--- ENTRIES SUPPLIED Enclosed Below ---

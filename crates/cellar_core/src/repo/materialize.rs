//! Row to entity materialization through the identity cache.
//!
//! # Invariants
//! - A cache hit returns the cached instance untouched; the row's other
//!   columns are ignored even if they differ.
//! - A miss constructs, registers and binds exactly once.
//! - Geolocation is either fully present or absent; one null coordinate
//!   makes it absent.

use crate::cache::IdentityCache;
use crate::db::Database;
use crate::model::geo::GeoLocation;
use crate::model::EntityKey;
use rusqlite::types::Value;
use rusqlite::{params_from_iter, Row};
use std::rc::Rc;

/// Turns one result row into a shared instance.
///
/// `id_column` names the column that holds this entity's key; joins alias
/// it (`wine_id`, `review_id`, ...) so several entities can come from one
/// row. `construct` builds the instance from the row and `bind` attaches
/// write-through listeners to a freshly constructed one.
pub(crate) fn materialize<T>(
    row: &Row<'_>,
    id_column: &str,
    cache: &IdentityCache<T>,
    use_cache: bool,
    construct: impl FnOnce(EntityKey, &Row<'_>) -> rusqlite::Result<Rc<T>>,
    bind: impl FnOnce(&Rc<T>),
) -> rusqlite::Result<Rc<T>> {
    let key: EntityKey = row.get(id_column)?;

    if use_cache {
        if let Some(hit) = cache.try_get(key) {
            return Ok(hit);
        }
    }

    let instance = construct(key, row)?;
    if use_cache {
        cache.register(key, &instance);
    }
    bind(&instance);
    Ok(instance)
}

/// Reads the joined `LATITUDE`/`LONGITUDE` pair.
pub(crate) fn read_geolocation(row: &Row<'_>) -> rusqlite::Result<Option<GeoLocation>> {
    let latitude: Option<f64> = row.get("LATITUDE")?;
    let longitude: Option<f64> = row.get("LONGITUDE")?;
    Ok(match (latitude, longitude) {
        (Some(latitude), Some(longitude)) => Some(GeoLocation::new(latitude, longitude)),
        _ => None,
    })
}

/// Reads a nullable text column, mapping SQL null to an empty string.
pub(crate) fn text_or_empty(row: &Row<'_>, column: &str) -> rusqlite::Result<String> {
    Ok(row.get::<_, Option<String>>(column)?.unwrap_or_default())
}

/// Runs `sql` and maps every row, closing the cursor before returning.
pub(crate) fn query_rows<T>(
    db: &Database,
    sql: &str,
    params: Vec<Value>,
    mut map: impl FnMut(&Row<'_>) -> rusqlite::Result<T>,
) -> rusqlite::Result<Vec<T>> {
    let mut stmt = db.prepare(sql)?;
    let mut rows = stmt.query(params_from_iter(params))?;
    let mut items = Vec::new();
    while let Some(row) = rows.next()? {
        items.push(map(row)?);
    }
    Ok(items)
}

--- End of Enclosed ENTRIES SUPPLIED ---

_WHAT THIS TASK INVOLVES:_ Report the number of lines in the entries above that include the word "through" and add nothing to it.

_EXERCISE SOLUTION:_ 2